In other words, if a "client" is killing himself with drugs; destroying his loved ones with drugs; reducing his community to a crime-ridden slum with drugs; and keeping money flowing to narco-terrorists the world over with drugs, by all means encourage the "client" to do so -- as long as he is harm-reducingly equipped with a sterile syringe, a proper tourniquet and some decent gauze. "The approach," the nurses explained in their article, "is to educate participants and to support them in making their own informed choices."

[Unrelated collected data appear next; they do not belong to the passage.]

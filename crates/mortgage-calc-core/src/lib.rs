pub mod calculator;
pub mod display;
pub mod error;
pub mod input;
pub mod types;
pub mod validation;

pub use calculator::{analyze_mortgage, calculate, MortgageSummary};
pub use error::MortgageError;
pub use input::{FieldInput, LoanField, LoanInputs, RawLoanInputs};
pub use types::*;
pub use validation::{validate, ValidationResult};

/// Standard result type for all mortgage-calc operations
pub type MortgageResult<T> = Result<T, MortgageError>;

Considering the "informed choices" a "participant" awaiting a "safe" injection of heroin is likely to make, such jargon is not only peculiar, it is sanitized to the point of fantasy. Indeed, it is disconcerting to realize that the only educating "safe injection sites" set out to do concerns the unhealthiness of unsanitary drug use, which often leads to HIV infection, and not the unhealthiness of drug use in the first place.
Lori-Kim Veenstra, the addict with "good blood flow," says nobody in the center "pushes" treatment information on her; indeed, the only signs on the clinic walls mentioned in the Post article read: "No nurse, no fix." And: "If you are not injecting or using the bathroom, stay out." Zettel, who says she wants to come across as being "nonjudgmental," explains the "safe" site philosophy this way: "I can't push my agenda. If Lori is interested in detox treatment, it is about what Veenstra wants when she wants it." The article ends with Veenstra wanting another fix.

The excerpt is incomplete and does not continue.